Required action: Within the records, how many lines hold the word "chrono"? State that number alone.

Segment Start: Exercise inputs

//! Candle loading from CSV.
//!
//! Expected layout: `timestamp,open,high,low,close,volume` followed by any
//! number of indicator columns. Column order is free; header names are
//! matched case-insensitively for the six required fields.
//!
//! Timestamps may be RFC 3339, `YYYY-MM-DD HH:MM:SS` (taken as UTC) or
//! integer epoch milliseconds. Empty indicator cells load as undefined.

use std::io::Read;
use std::path::{Path, PathBuf};

use chrono::{DateTime, NaiveDateTime, TimeZone, Utc};
use thiserror::Error;

use mbot_core::domain::{Candle, CandleSeries, SeriesError};
use mbot_core::fingerprint::DatasetHash;

const REQUIRED: [&str; 6] = ["timestamp", "open", "high", "low", "close", "volume"];

/// Errors from the data loading layer.
#[derive(Debug, Error)]
pub enum LoadError {
    #[error("failed to open {path}: {source}")]
    Io {
        path: PathBuf,
        #[source]
        source: std::io::Error,
    },

    #[error("CSV error: {0}")]
    Csv(#[from] csv::Error),

    #[error("missing required column '{0}'")]
    MissingColumn(&'static str),

    #[error("row {row}: cannot parse timestamp '{value}'")]
    Timestamp { row: usize, value: String },

    #[error("row {row}: cannot parse {column} value '{value}'")]
    Number {
        row: usize,
        column: String,
        value: String,
    },

    #[error("invalid series: {0}")]
    Series(#[from] SeriesError),
}

/// A loaded series with its content hash.
#[derive(Debug, Clone)]
pub struct LoadedSeries {
    pub series: CandleSeries,
    /// BLAKE3 over every candle and column value.
    pub dataset_hash: DatasetHash,
}

pub fn load_series(path: &Path) -> Result<LoadedSeries, LoadError> {
    let file = std::fs::File::open(path).map_err(|source| LoadError::Io {
        path: path.to_path_buf(),
        source,
    })?;
    let loaded = load_series_from_reader(file)?;
    tracing::info!(
        path = %path.display(),
        bars = loaded.series.len(),
        columns = loaded.series.columns().len(),
        "loaded candles"
    );
    Ok(loaded)
}

pub fn load_series_from_reader<R: Read>(reader: R) -> Result<LoadedSeries, LoadError> {
    let mut rdr = csv::ReaderBuilder::new().trim(csv::Trim::All).from_reader(reader);
    let headers = rdr.headers()?.clone();

    let mut positions = [0usize; 6];
    for (slot, name) in positions.iter_mut().zip(REQUIRED) {
        *slot = headers
            .iter()
            .position(|h| h.eq_ignore_ascii_case(name))
            .ok_or(LoadError::MissingColumn(name))?;
    }
    let extra: Vec<(usize, String)> = headers
        .iter()
        .enumerate()
        .filter(|(i, _)| !positions.contains(i))
        .map(|(i, h)| (i, h.to_string()))
        .collect();

    let mut candles = Vec::new();
    let mut columns: Vec<Vec<f64>> = vec![Vec::new(); extra.len()];

    for (row, record) in rdr.records().enumerate() {
        let record = record?;
        let cell = |i: usize| record.get(i).unwrap_or("");

        let ts_raw = cell(positions[0]);
        let timestamp = parse_timestamp(ts_raw).ok_or_else(|| LoadError::Timestamp {
            row,
            value: ts_raw.to_string(),
        })?;

        let mut ohlcv = [0.0; 5];
        for (k, value) in ohlcv.iter_mut().enumerate() {
            let raw = cell(positions[k + 1]);
            *value = raw.parse().map_err(|_| LoadError::Number {
                row,
                column: REQUIRED[k + 1].to_string(),
                value: raw.to_string(),
            })?;
        }
        let [open, high, low, close, volume] = ohlcv;
        candles.push(Candle::new(timestamp, open, high, low, close, volume));

        for ((i, name), values) in extra.iter().zip(columns.iter_mut()) {
            values.push(parse_optional(cell(*i)).ok_or_else(|| LoadError::Number {
                row,
                column: name.clone(),
                value: cell(*i).to_string(),
            })?);
        }
    }

    let mut series = CandleSeries::new(candles)?;
    for ((_, name), values) in extra.into_iter().zip(columns) {
        series.insert_column(name, values)?;
    }
    let dataset_hash = DatasetHash::of(&series);
    Ok(LoadedSeries {
        series,
        dataset_hash,
    })
}

fn parse_timestamp(raw: &str) -> Option<DateTime<Utc>> {
    if let Ok(ms) = raw.parse::<i64>() {
        return Utc.timestamp_millis_opt(ms).single();
    }
    if let Ok(dt) = DateTime::parse_from_rfc3339(raw) {
        return Some(dt.with_timezone(&Utc));
    }
    NaiveDateTime::parse_from_str(raw, "%Y-%m-%d %H:%M:%S")
        .ok()
        .map(|naive| naive.and_utc())
}

/// Empty cells are undefined; anything else must be a number.
fn parse_optional(raw: &str) -> Option<f64> {
    if raw.is_empty() {
        Some(f64::NAN)
    } else {
        raw.parse().ok()
    }
}

#[cfg(test)]
mod tests {
    use super::*;

    const CSV: &str = "\
timestamp,open,high,low,close,volume,stoch_k,atr_pct
2024-01-01T00:00:00Z,100,101,99,100.5,10,,1.2
2024-01-01T01:00:00Z,100.5,102,100,101,12,35.5,1.3
2024-01-01T02:00:00Z,101,101.5,99.5,100,8,18,1.1
";

    #[test]
    fn loads_candles_and_columns() {
        let loaded = load_series_from_reader(CSV.as_bytes()).unwrap();
        let s = &loaded.series;
        assert_eq!(s.len(), 3);
        assert_eq!(s.bar(1).close, 101.0);
        assert_eq!(s.bar(0).indicator("stoch_k"), None);
        assert_eq!(s.bar(1).indicator("stoch_k"), Some(35.5));
        assert_eq!(s.bar(2).indicator("atr_pct"), Some(1.1));
        assert_eq!(s.columns().len(), 2);
    }

    #[test]
    fn dataset_hash_is_stable() {
        let a = load_series_from_reader(CSV.as_bytes()).unwrap();
        let b = load_series_from_reader(CSV.as_bytes()).unwrap();
        assert_eq!(a.dataset_hash, b.dataset_hash);
    }

    #[test]
    fn epoch_millis_and_naive_timestamps() {
        let csv = "timestamp,open,high,low,close,volume\n\
                   1704067200000,1,1,1,1,0\n\
                   2024-01-01 01:00:00,1,1,1,1,0\n";
        let loaded = load_series_from_reader(csv.as_bytes()).unwrap();
        let t0 = Utc.with_ymd_and_hms(2024, 1, 1, 0, 0, 0).unwrap();
        assert_eq!(loaded.series.bar(0).timestamp, t0);
        assert_eq!(loaded.series.bar(1).timestamp, t0 + chrono::Duration::hours(1));
    }

    #[test]
    fn header_case_and_order_are_free() {
        let csv = "Close,Timestamp,Open,High,Low,Volume\n5,2024-01-01T00:00:00Z,4,6,3,1\n";
        let loaded = load_series_from_reader(csv.as_bytes()).unwrap();
        let bar = loaded.series.bar(0);
        assert_eq!((bar.open, bar.high, bar.low, bar.close), (4.0, 6.0, 3.0, 5.0));
    }

    #[test]
    fn missing_required_column() {
        let csv = "timestamp,open,high,low,close\n2024-01-01T00:00:00Z,1,1,1,1\n";
        let err = load_series_from_reader(csv.as_bytes()).unwrap_err();
        assert!(matches!(err, LoadError::MissingColumn("volume")));
    }

    #[test]
    fn bad_cells_report_row_and_column() {
        let csv = "timestamp,open,high,low,close,volume\nyesterday,1,1,1,1,0\n";
        assert!(matches!(
            load_series_from_reader(csv.as_bytes()).unwrap_err(),
            LoadError::Timestamp { row: 0, .. }
        ));

        let csv = "timestamp,open,high,low,close,volume\n2024-01-01T00:00:00Z,1,x,1,1,0\n";
        match load_series_from_reader(csv.as_bytes()).unwrap_err() {
            LoadError::Number { row, column, .. } => {
                assert_eq!(row, 0);
                assert_eq!(column, "high");
            }
            other => panic!("unexpected error: {other}"),
        }
    }

    #[test]
    fn non_monotonic_timestamps_are_rejected() {
        let csv = "timestamp,open,high,low,close,volume\n\
                   2024-01-01T01:00:00Z,1,1,1,1,0\n\
                   2024-01-01T00:00:00Z,1,1,1,1,0\n";
        assert!(matches!(
            load_series_from_reader(csv.as_bytes()).unwrap_err(),
            LoadError::Series(SeriesError::NonMonotonicTimestamp { .. })
        ));
    }
}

Segment End: Exercise inputs

Result for this task: 2